Some of the themes we expect to hear at the NYC Analyst day
AWARENESS – The new corporate structure is changing the way McDonald’s does business around the world for the better. What to look for:
- We are expecting MCD to make additional SG&A cuts. There are significant opportunities to cut from the estimated FY15 $2.3 billion spent in this line item.
- The new structure is accelerating the innovation pipeline. Leaders are more in touch with their regions than ever before, giving them greater ability to share best practices across like markets.
RATIONALIZATION/SIMPLIFICATION – There are parts of this that MCD has already talked about but there is so much more to focus on.
- Stores – store closings (already announced)
- McCafé – Please no espresso drinks (should be addressed)
- Cost Cutting – as per above there will be more G&A cuts
- Changes to the Menu – In addition to McCafé, management will talk about regional simplification to its menu
SUSTAINABILITY – Will McDonald’s compete effectively in the consumer centric world of sustainable food?
- We think so, McDonald’s is improving their food, from the source to how it is prepared.

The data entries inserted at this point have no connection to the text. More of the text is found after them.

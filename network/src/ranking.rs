//! Turns raw search responses into an ordered list of candidates for one target.

use std::collections::HashSet;

use seek_core::fuzzy::partial_ratio;
use seek_core::{SearchResult, Transfer};

use super::SearchResponse;

/// Extensions searched for when none are configured.
pub const MEDIA_FILE_EXTENSIONS: [&str; 6] = ["flac", "m4a", "mp3", "wav", "aiff", "opus"];

/// Filters applied to every file before it can become a candidate.
#[derive(Debug, Clone)]
pub struct SearchFilters {
    /// Allowed file extensions, without the dot.
    pub extensions: Vec<String>,
    /// Files whose path contains any of these (case-insensitive) are dropped.
    pub exclude_names: Vec<String>,
    /// Files must be smaller than this many megabytes.
    pub max_size_mb: u64,
    pub min_artist_match: u8,
    pub min_album_match: u8,
    pub min_track_match: u8,
}

impl Default for SearchFilters {
    fn default() -> Self {
        Self {
            extensions: MEDIA_FILE_EXTENSIONS.iter().map(|e| e.to_string()).collect(),
            exclude_names: Vec::new(),
            max_size_mb: 50,
            min_artist_match: 50,
            min_album_match: 50,
            min_track_match: 50,
        }
    }
}

/// What the candidates are ranked against.
#[derive(Debug, Clone, Copy)]
pub struct RankTarget<'a> {
    pub artist: &'a str,
    pub album: Option<&'a str>,
    pub song_names: &'a [String],
}

struct Scored {
    result: SearchResult,
    artist: u8,
    album: u8,
    track: u8,
}

/// Filters, scores, de-duplicates and orders the files from `responses`.
///
/// `is_archived` drops files already downloaded in an earlier run and `in_library` drops
/// files the local music library already has (it receives the remote path).
pub fn rank_candidates(
    responses: Vec<SearchResponse>,
    target: &RankTarget<'_>,
    filters: &SearchFilters,
    is_archived: &dyn Fn(&Transfer) -> bool,
    in_library: &dyn Fn(&str) -> bool,
) -> Vec<SearchResult> {
    let artist = target.artist.to_lowercase();
    let album = target.album.map(str::to_lowercase);
    let songs: Vec<String> = target.song_names.iter().map(|s| s.to_lowercase()).collect();
    let exclude: Vec<String> = filters.exclude_names.iter().map(|n| n.to_lowercase()).collect();
    let max_size = filters.max_size_mb.saturating_mul(1024 * 1024);

    let mut seen = HashSet::new();
    let mut scored = Vec::new();

    for response in responses {
        for file in response.files {
            let lower = file.path.to_lowercase();
            if !filters
                .extensions
                .iter()
                .any(|ext| lower.ends_with(&ext.to_lowercase()))
            {
                continue;
            }
            if exclude.iter().any(|name| lower.contains(name.as_str())) {
                continue;
            }
            if file.size >= max_size || in_library(&file.path) {
                continue;
            }

            let result = SearchResult {
                peer: response.peer.clone(),
                remote_path: file.path,
                size: file.size,
                has_free_upload_slot: response.has_free_upload_slot,
                upload_speed: response.upload_speed,
            };

            let basename = result.basename().unwrap_or_default().to_lowercase();
            let artist_score = partial_ratio(&lower, &artist);
            let album_score = match &album {
                Some(album) if !album.trim().is_empty() => partial_ratio(&lower, album),
                _ => 100,
            };
            let track_score = songs
                .iter()
                .map(|song| partial_ratio(&basename, song))
                .max()
                .unwrap_or(100);

            if artist_score < filters.min_artist_match
                || album_score < filters.min_album_match
                || track_score < filters.min_track_match
            {
                continue;
            }
            if is_archived(&result.transfer()) {
                continue;
            }
            if !seen.insert((result.peer.clone(), result.remote_path.clone())) {
                continue;
            }

            scored.push(Scored {
                result,
                artist: artist_score,
                album: album_score,
                track: track_score,
            });
        }
    }

    scored.sort_by(|a, b| {
        (
            b.artist,
            b.album,
            b.track,
            b.result.has_free_upload_slot,
            b.result.size,
            b.result.upload_speed,
        )
            .cmp(&(
                a.artist,
                a.album,
                a.track,
                a.result.has_free_upload_slot,
                a.result.size,
                a.result.upload_speed,
            ))
    });

    scored.into_iter().map(|s| s.result).collect()
}

#[cfg(test)]
mod tests {
    use super::*;
    use crate::SharedFile;

    fn response(peer: &str, free: bool, files: &[(&str, u64)]) -> SearchResponse {
        SearchResponse {
            peer: peer.to_string(),
            has_free_upload_slot: free,
            upload_speed: 100,
            files: files
                .iter()
                .map(|(path, size)| SharedFile {
                    path: path.to_string(),
                    size: *size,
                })
                .collect(),
        }
    }

    fn no_archive(_: &Transfer) -> bool {
        false
    }

    fn no_library(_: &str) -> bool {
        false
    }

    #[test]
    fn test_filters_extension_exclude_and_size() {
        let responses = vec![response(
            "alice",
            true,
            &[
                ("Artist X\\Album Y\\01 - Track 1.flac", 1000),
                ("Artist X\\Album Y\\cover.jpg", 10),
                ("Artist X\\Album Y (Karaoke)\\01 - Track 1.flac", 1000),
                ("Artist X\\Album Y\\huge.flac", 60 * 1024 * 1024),
            ],
        )];
        let filters = SearchFilters {
            exclude_names: vec!["KARAOKE".to_string()],
            ..SearchFilters::default()
        };
        let target = RankTarget {
            artist: "Artist X",
            album: Some("Album Y"),
            song_names: &[],
        };
        let ranked = rank_candidates(responses, &target, &filters, &no_archive, &no_library);
        assert_eq!(ranked.len(), 1);
        assert_eq!(ranked[0].remote_path, "Artist X\\Album Y\\01 - Track 1.flac");
    }

    #[test]
    fn test_orders_by_score_then_free_slot() {
        let responses = vec![
            response("busy", false, &[("Artist X\\Album Y\\01 - Track 1.mp3", 500)]),
            response("free", true, &[("Artist X\\Album Y\\01 - Track 1.mp3", 500)]),
            response("weak", true, &[("Artist\\Misc\\01 - Track 1.mp3", 500)]),
        ];
        let target = RankTarget {
            artist: "Artist X",
            album: None,
            song_names: &[],
        };
        let filters = SearchFilters {
            min_artist_match: 0,
            ..SearchFilters::default()
        };
        let ranked = rank_candidates(responses, &target, &filters, &no_archive, &no_library);
        let peers: Vec<&str> = ranked.iter().map(|r| r.peer.as_str()).collect();
        assert_eq!(peers, vec!["free", "busy", "weak"]);
    }

    #[test]
    fn test_drops_archived_and_duplicates() {
        let responses = vec![
            response(
                "alice",
                true,
                &[
                    ("Artist X\\Album\\a.mp3", 100),
                    ("Artist X\\Album\\a.mp3", 100),
                    ("Artist X\\Album\\b.mp3", 200),
                ],
            ),
        ];
        let target = RankTarget {
            artist: "Artist X",
            album: None,
            song_names: &[],
        };
        let archived = |t: &Transfer| t.remote_path.ends_with("b.mp3") && t.size == 200;
        let ranked = rank_candidates(
            responses,
            &target,
            &SearchFilters::default(),
            &archived,
            &no_library,
        );
        assert_eq!(ranked.len(), 1);
        assert_eq!(ranked[0].remote_path, "Artist X\\Album\\a.mp3");
    }

    #[test]
    fn test_track_score_uses_basename() {
        let responses = vec![response(
            "alice",
            true,
            &[
                ("Artist X\\Track 1 Collection\\05 - Other.mp3", 100),
                ("Artist X\\Album\\03 - Track 1.mp3", 100),
            ],
        )];
        let songs = vec!["Track 1".to_string()];
        let target = RankTarget {
            artist: "Artist X",
            album: None,
            song_names: &songs,
        };
        let filters = SearchFilters {
            min_track_match: 90,
            ..SearchFilters::default()
        };
        let ranked = rank_candidates(responses, &target, &filters, &no_archive, &no_library);
        assert_eq!(ranked.len(), 1);
        assert_eq!(ranked[0].remote_path, "Artist X\\Album\\03 - Track 1.mp3");
    }
}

They have committed to using cage free eggs by 2025 and they pledged to move towards antibiotic free chicken within two years.
REAL ESTATE – Could this be the year!
The big news coming from this year’s analyst meeting will be what the company has decided to do with the company’s massive real estate holdings.
If the current pattern of behavior holds true the company will be looking to alter its real estate holdings. For over 50 years many people including myself said MCD can’t sell breakfast all day. I have also said they will never do anything with their real estate. I was wrong about and breakfast and chances are I will be wrong about the real estate too.
I imagine there are others who are working overtime to help the company see the value that can be created by changing the structure of the real estate. According to FactSet, there are two large shareholders of McDonald’s who are classified as “activism threat level is high.” I assume both of them want MCD to think differently about the real estate.
I also found it out of character that a McDonald’s Board member would give a quote to the WSJ about the review process. McDonald’s Board member Miles D. White said on Thursday, “McDonald’s board and management haven’t made a decision yet, but we have had a lot of review and a lot of debate.” Mr. White is chief executive of Abbott Laboratories and head of the corporate-governance committee for the McDonald’s board. Why was he speaking on behalf of the company one week before they report earnings?
Between 2008 and 2011 there has never been a need for the company to do anything with the real estate, because the business was strong. Since the business began to decelerate in 2012, the real estate rumors have become more pronounced. The CEO at the time, Don Thompson, did not have the internal mandate to make those types of changes. Under CEO Steve “everything is in play” Easterbrook, the odds of the company changing the structure of the real estate have gone up significantly.
The issue at hand is the company’s ability to re-arrange royalty rates with franchisees. The company generates over $6.0 billion a year in rental income with operating margins running north of 75%. This is all taxable at the effective tax rate of 32%. If the company can structure an internal REIT to own the rental stream the company could save billions in taxes, creating substantial shareholder value. As a general rule, for every $500 million the company can save in taxes (at 22x) it creates an $11 increase per share in shareholder value.
Objections to altering the real estate structure in the past have centered on giving up control of the real estate and preservation of its credit rating. If the company can establish a REIT to shelter its rental income, while controlling the real estate and maintaining its credit profile everybody wins!